Skip to content

100 MPs call for a debate on assisted dying –

100 Members of Parliament have signed Early Day Motion (EDM) 230 which calls for a debate on assisted dying. The EDM expresses concern about the choices that some terminally ill adults are being forced to make due to a lack of safeguarded assisted dying legislation in the UK. This call for a debate comes at a time where the Government are modernising the law on assisted suicide via the Coroners and Justice Bill.

Sarah Wootton, Chief Executive of Dignity in Dying says:

“This level of support for a debate is very encouraging. These 100 MPs agree that there is a problem with the current law, which forces terminally ill adults to travel abroad to die, to ask loved ones or doctors to risk their liberty and help them to die, or to attempt to take their own lives. This is a problem that needs addressing with urgency before any more terminally ill adults have to take these desperate decisions – just last week a new case emerge of Peter and Penelope Duff who both had terminal cancer and travelled to Switzerland in order to end their suffering.

“MPs will have the opportunity to debate this issue during the Report stage of the Coroners and Justice Bill on 23rd and 24th March, and Peers will have the same opportunity after the Easter break. The Coroners and Justice Bill aims to modernise the 1961 Suicide Act but crucially fails to make the distinction between maliciously encouraging a suicide and compassionately assisting a terminally ill person who wants to die. I hope MPs will have the courage to address this issue fully.”

-ends-

Notes to editor:

EDM 230 wording:

That this House expresses concern that some terminally ill adults end their suffering by travelling abroad to die, committing suicide, asking a loved one for assistance to die, or are illegally assisted to die by their doctor; notes that the Suicide Act 1961 aims to protect vulnerable people by prohibiting complicity in suicide; welcomes the Government’s plans to modernise the law via the Coroners and Justice Bill to make it explicitly clear that this prohibition applies to the internet; further notes that there are concerns that the Suicide Act 1961 is not fit for purpose; and calls for a full debate on whether the law should be updated sufficiently to protect vulnerable people whilst distinguishing between assisting suicide and assisting the death of a mentally competent terminally ill adult.
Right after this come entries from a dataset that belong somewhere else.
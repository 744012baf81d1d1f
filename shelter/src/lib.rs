#![doc = include_str!("../README.md")]
#![warn(missing_docs)]
#![cfg_attr(docsrs, feature(doc_cfg))]

/// Host-side page control: the [`Clients`](clients::Clients) trait.
pub mod clients;

/// Worker configuration read from YAML.
pub mod config;

/// Error types.
///
/// Defines [`CacheError`] which covers:
/// - Network failures
/// - Cache misses
/// - Storage write failures
/// - Partial pre-cache population
pub mod error;

/// Cache generation lifecycle: population, lookup, write-through, reclaim.
pub mod generation;

/// Control messages posted by the hosting page.
pub mod message;

/// Metrics collection, enabled by the `metrics` feature.
pub mod metrics;

/// Background task offloading for write-through and revalidation.
pub mod offload;

/// Request classification.
pub mod selector;

/// Network-first, cache-first and stale-while-revalidate executors.
pub mod strategy;

/// The event dispatcher.
pub mod worker;

pub use clients::{Clients, NoopClients};
pub use config::{RouteConfig, WorkerConfig};
pub use error::{CacheError, ConfigError, PopulationFailure};
pub use generation::{CacheHit, GenerationManager, GenerationNames};
pub use message::{ControlMessage, MessageEvent, MessageOutcome};
pub use selector::{RouteRules, Strategy};
pub use strategy::{FetchOutcome, Served, StrategyExecutor};
pub use worker::{Event, EventKind, EventOutcome, InstallReport, Worker};

pub use shelter_core::{
    CacheKey, FetchError, FetchRequest, FetchResponse, Offload, RequestMode, ResponseSource,
    Upstream,
};

/// The `shelter` prelude.
///
/// ```rust
/// use shelter::prelude::*;
/// ```
pub mod prelude {
    pub use crate::{
        Clients, FetchOutcome, FetchRequest, FetchResponse, Upstream, Worker, WorkerConfig,
    };
}
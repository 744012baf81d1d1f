use shelter_backend::BackendError;
use shelter_core::{CacheKey, FetchError};
use thiserror::Error;
use url::Url;

/// Errors produced while serving or populating the cache.
///
/// None of these ever leave the [`Worker`](crate::Worker): each one is either
/// recovered into a response or logged.
#[derive(Debug, Error)]
pub enum CacheError {
    /// Network unreachable or non-success status.
    #[error(transparent)]
    Fetch(#[from] FetchError),

    /// No stored entry in any current generation.
    #[error("no cached entry for {0}")]
    Miss(CacheKey),

    /// Storage refused the write (quota, I/O).
    #[error("cache write failed: {0}")]
    Write(#[from] BackendError),

    /// Some manifest URLs could not be pre-cached.
    #[error("pre-cache incomplete: {cached} stored, {} failed", .failed.len())]
    PartialPopulation {
        /// Number of manifest entries stored.
        cached: usize,
        /// Entries that could not be stored and why.
        failed: Vec<PopulationFailure>,
    },
}

/// A manifest URL that could not be pre-cached.
#[derive(Debug)]
pub struct PopulationFailure {
    /// The manifest entry, resolved against the scope.
    pub url: Url,
    /// Fetch or write failure.
    pub error: Box<CacheError>,
}

/// Invalid worker configuration.
#[derive(Debug, Error)]
pub enum ConfigError {
    /// The YAML document could not be parsed.
    #[error("invalid configuration: {0}")]
    Parse(String),

    /// A configured URL could not be resolved against the scope.
    #[error("invalid URL {url:?}: {source}")]
    Url {
        /// The URL as written in the configuration.
        url: String,
        /// Parser error.
        #[source]
        source: url::ParseError,
    },

    /// A revalidate pattern is not a valid regular expression.
    #[error("invalid revalidate pattern {pattern:?}: {source}")]
    Pattern {
        /// The pattern as written in the configuration.
        pattern: String,
        /// Regex compilation error.
        #[source]
        source: regex::Error,
    },
}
Link to EDM: http://edmi.parliament.uk/EDMi/EDMDetails.aspx?EDMID=37228&SESSION=899

Signatories (in order of signing):

David Winnick, Evan Harris, Crispin Blunt, Chris McCafferty, James Plaskitt, Ann Cryer, Paul Holmes, Paul Flynn, Alan Simpson, Lynne Jones, Andrew Dismore, Jim Devine, Neil Gerrard, Ian Gibson, Eric Illsley, Frank Cook, John Leech, Kelvin Hopkins, Paul Keetch, David Howarth, Mark Oaten, Martyn Jones, Stephen Dorrell, Lorely Burt, Paul Rowen, Robert Marshall-Andrews, Rudi Vis, Mark Hunter, Chris Mullin, Peter Kilfoyle, David Laws, Richard Caborn, Diane Abbott, Jenny Willot, Menzies Campbell, Roger Berry, Gerald Kaufman, Michael Mates, Alan Meale, Richard Ottaway, Mike Hancock, Desmond Turner, Nick Palmer, Bob Russell, Andrew Love, Edward O?Hara, Harry Cohen, Susan Kramer, Graham Stuart, Ann Clwyd, Andrew George, Nick Ainger, Mike Wood, Martin Horwood, Lembit Opik, Jeremy Browne, Lynne Featherstone, Julie Morgan. Gwyn Prosser, Adrian Sanders, Bob Laxton, Elfyn Llwyd, Andrew Miller, Colin Challen, Bill Etherington, Roger Godsiff, Fabian Hamilton, Andy Slaughter, Mark Williams, Norman Lamb, Paul Farrelly, Janet Anderson, Phil Willis, Richard Younger-Ross, Roger Williams, Parmjit Dhanda, Glenda Jackson, Tom Levitt, John Mann, Martin Caton, Frank Doran, Sandra Gidley, Judy Mallaber, Tom Brake, David Chaytor, Ben Wallace, David Anderson, Angela C Smith, Stephan Williams, Norman Baker, Jim Dowd, John Austin, Doug Naysmith, Sandra Osborne, Alister Carmichael, Michael Meacher, Graham Allen, Emily Thornbury, Kate Hoey, Martin Salter.

About Dignity in Dying:

  • Dignity in Dying is the leading organisation in the UK that advocates assisted dying for terminally ill patients.
  • Dignity in Dying has over 100,000 supporters and receives its funding entirely from donations from the public.
  • Opinion polls consistently show that at least 80% of the UK population support a change in the law on assisted dying.